Aim of the task: Please copy out the records that follow, word for word.

Input data Block Start

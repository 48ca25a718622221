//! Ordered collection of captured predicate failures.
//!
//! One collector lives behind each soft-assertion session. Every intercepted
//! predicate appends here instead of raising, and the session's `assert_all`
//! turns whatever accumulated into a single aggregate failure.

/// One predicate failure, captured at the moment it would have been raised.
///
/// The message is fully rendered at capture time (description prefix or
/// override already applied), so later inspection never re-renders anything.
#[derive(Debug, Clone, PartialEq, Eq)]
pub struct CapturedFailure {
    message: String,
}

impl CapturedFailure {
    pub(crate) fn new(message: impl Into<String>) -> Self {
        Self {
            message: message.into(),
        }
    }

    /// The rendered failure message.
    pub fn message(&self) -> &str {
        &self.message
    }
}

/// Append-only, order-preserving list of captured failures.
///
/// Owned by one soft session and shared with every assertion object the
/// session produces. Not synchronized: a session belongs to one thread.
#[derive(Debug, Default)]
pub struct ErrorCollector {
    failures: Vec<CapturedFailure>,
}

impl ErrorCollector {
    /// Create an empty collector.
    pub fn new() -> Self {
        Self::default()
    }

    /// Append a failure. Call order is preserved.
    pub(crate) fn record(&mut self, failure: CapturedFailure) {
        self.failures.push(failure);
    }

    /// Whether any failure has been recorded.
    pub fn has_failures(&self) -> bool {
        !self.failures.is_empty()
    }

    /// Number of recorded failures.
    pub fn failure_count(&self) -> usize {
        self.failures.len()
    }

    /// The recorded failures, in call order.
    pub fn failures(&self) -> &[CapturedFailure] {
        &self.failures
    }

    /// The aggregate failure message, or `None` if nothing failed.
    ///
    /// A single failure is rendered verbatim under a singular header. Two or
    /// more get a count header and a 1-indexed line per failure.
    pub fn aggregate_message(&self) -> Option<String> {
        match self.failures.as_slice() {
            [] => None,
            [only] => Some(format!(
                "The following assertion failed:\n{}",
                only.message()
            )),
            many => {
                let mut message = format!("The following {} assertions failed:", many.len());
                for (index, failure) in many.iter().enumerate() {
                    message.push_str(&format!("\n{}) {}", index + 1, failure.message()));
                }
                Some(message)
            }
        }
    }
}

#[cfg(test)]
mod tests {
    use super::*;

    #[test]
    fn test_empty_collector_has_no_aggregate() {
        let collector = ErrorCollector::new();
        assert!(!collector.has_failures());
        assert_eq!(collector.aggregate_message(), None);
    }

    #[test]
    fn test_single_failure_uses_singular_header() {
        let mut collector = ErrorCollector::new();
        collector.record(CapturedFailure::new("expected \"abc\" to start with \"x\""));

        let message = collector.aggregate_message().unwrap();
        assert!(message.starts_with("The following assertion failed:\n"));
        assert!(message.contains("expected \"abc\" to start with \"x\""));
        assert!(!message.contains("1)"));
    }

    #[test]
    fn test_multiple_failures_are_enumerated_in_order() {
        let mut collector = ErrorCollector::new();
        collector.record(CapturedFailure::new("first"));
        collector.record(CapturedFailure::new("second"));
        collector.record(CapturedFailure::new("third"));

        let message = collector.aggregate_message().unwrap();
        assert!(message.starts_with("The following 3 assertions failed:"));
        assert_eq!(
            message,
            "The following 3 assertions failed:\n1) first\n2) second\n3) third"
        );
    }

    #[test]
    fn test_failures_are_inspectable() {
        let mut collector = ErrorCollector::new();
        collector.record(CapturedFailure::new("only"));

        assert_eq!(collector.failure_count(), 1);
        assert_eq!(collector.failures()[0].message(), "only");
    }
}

Input data Block End

Answer to this task:
repository 48ca25a718622221
//! Ordered collection of captured predicate failures.
//!
//! One collector lives behind each soft-assertion session. Every intercepted
//! predicate appends here instead of raising, and the session's `assert_all`
//! turns whatever accumulated into a single aggregate failure.

/// One predicate failure, captured at the moment it would have been raised.
///
/// The message is fully rendered at capture time (description prefix or
/// override already applied), so later inspection never re-renders anything.
#[derive(Debug, Clone, PartialEq, Eq)]
pub struct CapturedFailure {
    message: String,
}

impl CapturedFailure {
    pub(crate) fn new(message: impl Into<String>) -> Self {
        Self {
            message: message.into(),
        }
    }

    /// The rendered failure message.
    pub fn message(&self) -> &str {
        &self.message
    }
}

/// Append-only, order-preserving list of captured failures.
///
/// Owned by one soft session and shared with every assertion object the
/// session produces. Not synchronized: a session belongs to one thread.
#[derive(Debug, Default)]
pub struct ErrorCollector {
    failures: Vec<CapturedFailure>,
}

impl ErrorCollector {
    /// Create an empty collector.
    pub fn new() -> Self {
        Self::default()
    }

    /// Append a failure. Call order is preserved.
    pub(crate) fn record(&mut self, failure: CapturedFailure) {
        self.failures.push(failure);
    }

    /// Whether any failure has been recorded.
    pub fn has_failures(&self) -> bool {
        !self.failures.is_empty()
    }

    /// Number of recorded failures.
    pub fn failure_count(&self) -> usize {
        self.failures.len()
    }

    /// The recorded failures, in call order.
    pub fn failures(&self) -> &[CapturedFailure] {
        &self.failures
    }

    /// The aggregate failure message, or `None` if nothing failed.
    ///
    /// A single failure is rendered verbatim under a singular header. Two or
    /// more get a count header and a 1-indexed line per failure.
    pub fn aggregate_message(&self) -> Option<String> {
        match self.failures.as_slice() {
            [] => None,
            [only] => Some(format!(
                "The following assertion failed:\n{}",
                only.message()
            )),
            many => {
                let mut message = format!("The following {} assertions failed:", many.len());
                for (index, failure) in many.iter().enumerate() {
                    message.push_str(&format!("\n{}) {}", index + 1, failure.message()));
                }
                Some(message)
            }
        }
    }
}

#[cfg(test)]
mod tests {
    use super::*;

    #[test]
    fn test_empty_collector_has_no_aggregate() {
        let collector = ErrorCollector::new();
        assert!(!collector.has_failures());
        assert_eq!(collector.aggregate_message(), None);
    }

    #[test]
    fn test_single_failure_uses_singular_header() {
        let mut collector = ErrorCollector::new();
        collector.record(CapturedFailure::new("expected \"abc\" to start with \"x\""));

        let message = collector.aggregate_message().unwrap();
        assert!(message.starts_with("The following assertion failed:\n"));
        assert!(message.contains("expected \"abc\" to start with \"x\""));
        assert!(!message.contains("1)"));
    }

    #[test]
    fn test_multiple_failures_are_enumerated_in_order() {
        let mut collector = ErrorCollector::new();
        collector.record(CapturedFailure::new("first"));
        collector.record(CapturedFailure::new("second"));
        collector.record(CapturedFailure::new("third"));

        let message = collector.aggregate_message().unwrap();
        assert!(message.starts_with("The following 3 assertions failed:"));
        assert_eq!(
            message,
            "The following 3 assertions failed:\n1) first\n2) second\n3) third"
        );
    }

    #[test]
    fn test_failures_are_inspectable() {
        let mut collector = ErrorCollector::new();
        collector.record(CapturedFailure::new("only"));

        assert_eq!(collector.failure_count(), 1);
        assert_eq!(collector.failures()[0].message(), "only");
    }
}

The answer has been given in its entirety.